What the task requires - Identify every line in the records below that contains the word "command", and copy each of those lines.

Collected data entries -
- - - - -
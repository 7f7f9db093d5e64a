use clap::Parser;
use cpu_rasterizer::app::run_headless;
use cpu_rasterizer::io::config::Config;
use cpu_rasterizer::pipeline::settings::ShadingMode;
use log::info;

/// Headless CPU rasterizer driven by a TOML scene file.
#[derive(Parser, Debug)]
#[command(name = "cpu-rasterizer")]
#[command(about = "Renders a TOML-described scene on the CPU and saves it as an image")]
struct Cli {
    /// Scene configuration file (TOML). Built-in defaults when omitted.
    #[arg(short, long, value_name = "FILE")]
    config: Option<String>,

    /// Output image path; overrides `[render] output`.
    #[arg(short, long, value_name = "FILE")]
    output: Option<String>,

    /// Number of frames to render.
    #[arg(short, long)]
    frames: Option<usize>,

    /// observed-area, diffuse, specular or combined.
    #[arg(long, value_name = "MODE")]
    shading_mode: Option<String>,

    /// Ignore bound normal maps.
    #[arg(long)]
    no_normal_map: bool,

    /// Output remapped depth instead of shading.
    #[arg(long)]
    depth: bool,

    /// Fill triangle bounding boxes instead of triangles.
    #[arg(long)]
    bounding_box: bool,

    /// Use the darker uniform clear color.
    #[arg(long)]
    uniform_clear_color: bool,

    /// Keep objects still between frames.
    #[arg(long)]
    no_rotation: bool,
}

fn main() -> Result<(), String> {
    env_logger::Builder::from_env(env_logger::Env::default().default_filter_or("info"))
        .format_timestamp(None)
        .init();

    let cli = Cli::parse();

    let mut config = match &cli.config {
        Some(path) => {
            info!("Loading config: {}", path);
            Config::load(path)?
        }
        None => {
            info!("Using default scene");
            Config::default()
        }
    };

    if let Some(output) = cli.output {
        config.render.output = output;
    }
    if let Some(frames) = cli.frames {
        config.render.frames = frames;
    }

    let mut settings = config.render.settings();
    if let Some(mode) = &cli.shading_mode {
        settings.shading_mode = ShadingMode::parse_or_default(mode);
    }
    if cli.no_normal_map && settings.use_normal_map {
        settings.toggle_normal_map();
    }
    if cli.depth && !settings.show_depth {
        settings.toggle_depth_view();
    }
    if cli.bounding_box && !settings.show_bounding_box {
        settings.toggle_bounding_box_view();
    }
    if cli.uniform_clear_color && !settings.uniform_clear_color {
        settings.toggle_uniform_clear_color();
    }
    if cli.no_rotation && settings.rotation_enabled {
        settings.toggle_rotation();
    }

    info!("Shading mode: {}", settings.shading_mode);
    run_headless(&config, &settings)
}
use crate::core::color::{pack_rgb, unpack_rgb};
use nalgebra::Vector3;

/// Packed colors plus a parallel depth buffer.
///
/// Owned by the renderer for its whole lifetime and reset at the start of
/// every frame. All writes happen on the rendering thread through `&mut self`.
pub struct FrameBuffer {
    pub width: usize,
    pub height: usize,

    /// 0xAARRGGBB per pixel, row-major.
    pub color_buffer: Vec<u32>,

    /// One depth value per pixel. Smaller is closer.
    pub depth_buffer: Vec<f32>,
}

impl FrameBuffer {
    pub fn new(width: usize, height: usize) -> Self {
        let size = width * height;
        Self {
            width,
            height,
            color_buffer: vec![pack_rgb(Vector3::zeros()); size],
            depth_buffer: vec![f32::MAX; size],
        }
    }

    /// Fills the color buffer with `color` and the depth buffer with `depth`.
    pub fn clear(&mut self, color: Vector3<f32>, depth: f32) {
        self.color_buffer.fill(pack_rgb(color));
        self.depth_buffer.fill(depth);
    }

    #[inline(always)]
    pub fn in_bounds(&self, x: usize, y: usize) -> bool {
        x < self.width && y < self.height
    }

    #[inline(always)]
    fn index(&self, x: usize, y: usize) -> usize {
        y * self.width + x
    }

    /// Strict less-than depth test.
    ///
    /// Writes `new_depth` and returns true when it lies in [0, 1] and is
    /// strictly closer than the stored value. Equal depth loses.
    #[inline]
    pub fn depth_test_and_update(&mut self, x: usize, y: usize, new_depth: f32) -> bool {
        if !self.in_bounds(x, y) || !(0.0..=1.0).contains(&new_depth) {
            return false;
        }
        let idx = self.index(x, y);
        if new_depth < self.depth_buffer[idx] {
            self.depth_buffer[idx] = new_depth;
            true
        } else {
            false
        }
    }

    #[inline]
    pub fn set_pixel(&mut self, x: usize, y: usize, color: Vector3<f32>) {
        if self.in_bounds(x, y) {
            let idx = self.index(x, y);
            self.color_buffer[idx] = pack_rgb(color);
        }
    }

    pub fn get_pixel(&self, x: usize, y: usize) -> Option<[u8; 3]> {
        if !self.in_bounds(x, y) {
            return None;
        }
        Some(unpack_rgb(self.color_buffer[self.index(x, y)]))
    }

    pub fn get_depth(&self, x: usize, y: usize) -> Option<f32> {
        if !self.in_bounds(x, y) {
            return None;
        }
        Some(self.depth_buffer[self.index(x, y)])
    }
}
- - - - -
Reply -
#[command(name = "cpu-rasterizer")]
#[command(about = "Renders a TOML-described scene on the CPU and saves it as an image")]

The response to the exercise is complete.